Would you set down each line of the data below exactly?

------------

//! Even-value filtering with and without a pre-sized result.

use serde::{Deserialize, Serialize};

/// How the filter allocates its result.
#[derive(Debug, Clone, Copy, PartialEq, Eq, Hash, Serialize, Deserialize)]
#[serde(rename_all = "snake_case")]
pub enum CapacityStrategy {
    /// Result reserved to the full input length up front.
    Presized,
    /// Result starts empty and grows on demand.
    Growable,
}

impl CapacityStrategy {
    #[must_use]
    pub const fn label(self) -> &'static str {
        match self {
            Self::Presized => "presized",
            Self::Growable => "growable",
        }
    }
}

/// The integers `0..n`.
#[must_use]
pub fn source_sequence(n: usize) -> Vec<i64> {
    (0..n as i64).collect()
}

/// Even values of `src`, result reserved to `src.len()`.
#[must_use]
pub fn filter_even_presized(src: &[i64]) -> Vec<i64> {
    let mut res = Vec::with_capacity(src.len());
    for &v in src {
        if v % 2 == 0 {
            res.push(v);
        }
    }
    res
}

/// Even values of `src`, result grown from empty.
#[must_use]
pub fn filter_even_growable(src: &[i64]) -> Vec<i64> {
    let mut res = Vec::new();
    for &v in src {
        if v % 2 == 0 {
            res.push(v);
        }
    }
    res
}

#[must_use]
pub fn filter_even(src: &[i64], strategy: CapacityStrategy) -> Vec<i64> {
    match strategy {
        CapacityStrategy::Presized => filter_even_presized(src),
        CapacityStrategy::Growable => filter_even_growable(src),
    }
}
//! Allocation-shape benchmarks.
//!
//! Builds ten million records either contiguously or one box per record,
//! then releases them. Each iteration reports the allocator events seen while
//! releasing (reclamation events) and the release wall time (pause).

use std::cell::RefCell;
use std::time::Duration;

use criterion::{Criterion, criterion_group, criterion_main};
use memshape_core::alloc_stats::{ReclaimTotals, run_allocation_shape};
use memshape_core::scenario::{CATALOG, Workload};
use memshape_core::{CountingAllocator, scale_profile};

#[global_allocator]
static ALLOC: CountingAllocator = CountingAllocator::system();

fn bench_allocation_shape(c: &mut Criterion) {
    let profile = scale_profile();
    let mut group = c.benchmark_group("allocation_shape");
    group.sample_size(10);

    for sc in CATALOG {
        let Workload::AllocationShape { layout } = sc.workload else {
            continue;
        };
        let n = sc.size(profile);
        let totals = RefCell::new(ReclaimTotals::default());

        group.bench_function(sc.name, |b| {
            b.iter_custom(|iters| {
                let mut elapsed = Duration::ZERO;
                for _ in 0..iters {
                    let sample = run_allocation_shape(&ALLOC, layout, n);
                    elapsed += sample.build + sample.reclaim.pause;
                    totals.borrow_mut().record(&sample);
                }
                elapsed.max(Duration::from_nanos(1))
            });
        });

        let t = totals.borrow();
        println!(
            "MEMSHAPE_BENCH scenario={} profile={} n={} iterations={} allocation_events={:.1} zeroed_allocation_events={:.1} reclaim_events={:.1} pause_ms={:.3}",
            sc.name,
            profile.label(),
            n,
            t.iterations,
            t.mean_allocation_events(),
            t.mean_zeroed_allocation_events(),
            t.mean_reclaim_events(),
            t.mean_pause_ms()
        );
    }
    group.finish();
}

criterion_group!(benches, bench_allocation_shape);
criterion_main!(benches);
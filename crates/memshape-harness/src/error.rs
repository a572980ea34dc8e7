use memshape_core::MemshapeError;
use thiserror::Error;

#[derive(Debug, Error)]
pub enum HarnessError {
    #[error("io: {0}")]
    Io(#[from] std::io::Error),
    #[error(transparent)]
    Core(#[from] MemshapeError),
    #[error("json: {0}")]
    Json(#[from] serde_json::Error),
    #[error("{failed} of {total} property checks failed")]
    Verification { failed: usize, total: usize },
    #[error("no scenarios selected")]
    NothingSelected,
}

------------

Answer box:
//! Even-value filtering with and without a pre-sized result.

use serde::{Deserialize, Serialize};

/// How the filter allocates its result.
#[derive(Debug, Clone, Copy, PartialEq, Eq, Hash, Serialize, Deserialize)]
#[serde(rename_all = "snake_case")]
pub enum CapacityStrategy {
    /// Result reserved to the full input length up front.
    Presized,
    /// Result starts empty and grows on demand.
    Growable,
}

impl CapacityStrategy {
    #[must_use]
    pub const fn label(self) -> &'static str {
        match self {
            Self::Presized => "presized",
            Self::Growable => "growable",
        }
    }
}

/// The integers `0..n`.
#[must_use]
pub fn source_sequence(n: usize) -> Vec<i64> {
    (0..n as i64).collect()
}

/// Even values of `src`, result reserved to `src.len()`.
#[must_use]
pub fn filter_even_presized(src: &[i64]) -> Vec<i64> {
    let mut res = Vec::with_capacity(src.len());
    for &v in src {
        if v % 2 == 0 {
            res.push(v);
        }
    }
    res
}

/// Even values of `src`, result grown from empty.
#[must_use]
pub fn filter_even_growable(src: &[i64]) -> Vec<i64> {
    let mut res = Vec::new();
    for &v in src {
        if v % 2 == 0 {
            res.push(v);
        }
    }
    res
}

#[must_use]
pub fn filter_even(src: &[i64], strategy: CapacityStrategy) -> Vec<i64> {
    match strategy {
        CapacityStrategy::Presized => filter_even_presized(src),
        CapacityStrategy::Growable => filter_even_growable(src),
    }
}
//! Allocation-shape benchmarks.
//!
//! Builds ten million records either contiguously or one box per record,
//! then releases them. Each iteration reports the allocator events seen while
//! releasing (reclamation events) and the release wall time (pause).

use std::cell::RefCell;
use std::time::Duration;

use criterion::{Criterion, criterion_group, criterion_main};
use memshape_core::alloc_stats::{ReclaimTotals, run_allocation_shape};
use memshape_core::scenario::{CATALOG, Workload};
use memshape_core::{CountingAllocator, scale_profile};

#[global_allocator]
static ALLOC: CountingAllocator = CountingAllocator::system();

fn bench_allocation_shape(c: &mut Criterion) {
    let profile = scale_profile();
    let mut group = c.benchmark_group("allocation_shape");
    group.sample_size(10);

    for sc in CATALOG {
        let Workload::AllocationShape { layout } = sc.workload else {
            continue;
        };
        let n = sc.size(profile);
        let totals = RefCell::new(ReclaimTotals::default());

        group.bench_function(sc.name, |b| {
            b.iter_custom(|iters| {
                let mut elapsed = Duration::ZERO;
                for _ in 0..iters {
                    let sample = run_allocation_shape(&ALLOC, layout, n);
                    elapsed += sample.build + sample.reclaim.pause;
                    totals.borrow_mut().record(&sample);
                }
                elapsed.max(Duration::from_nanos(1))
            });
        });

        let t = totals.borrow();
        println!(
            "MEMSHAPE_BENCH scenario={} profile={} n={} iterations={} allocation_events={:.1} zeroed_allocation_events={:.1} reclaim_events={:.1} pause_ms={:.3}",
            sc.name,
            profile.label(),
            n,
            t.iterations,
            t.mean_allocation_events(),
            t.mean_zeroed_allocation_events(),
            t.mean_reclaim_events(),
            t.mean_pause_ms()
        );
    }
    group.finish();
}

criterion_group!(benches, bench_allocation_shape);
criterion_main!(benches);
filename crates/memshape-harness/src/error.rs
repository a572980ea34dc8e7
use memshape_core::MemshapeError;
use thiserror::Error;

#[derive(Debug, Error)]
pub enum HarnessError {
    #[error("io: {0}")]
    Io(#[from] std::io::Error),
    #[error(transparent)]
    Core(#[from] MemshapeError),
    #[error("json: {0}")]
    Json(#[from] serde_json::Error),
    #[error("{failed} of {total} property checks failed")]
    Verification { failed: usize, total: usize },
    #[error("no scenarios selected")]
    NothingSelected,
}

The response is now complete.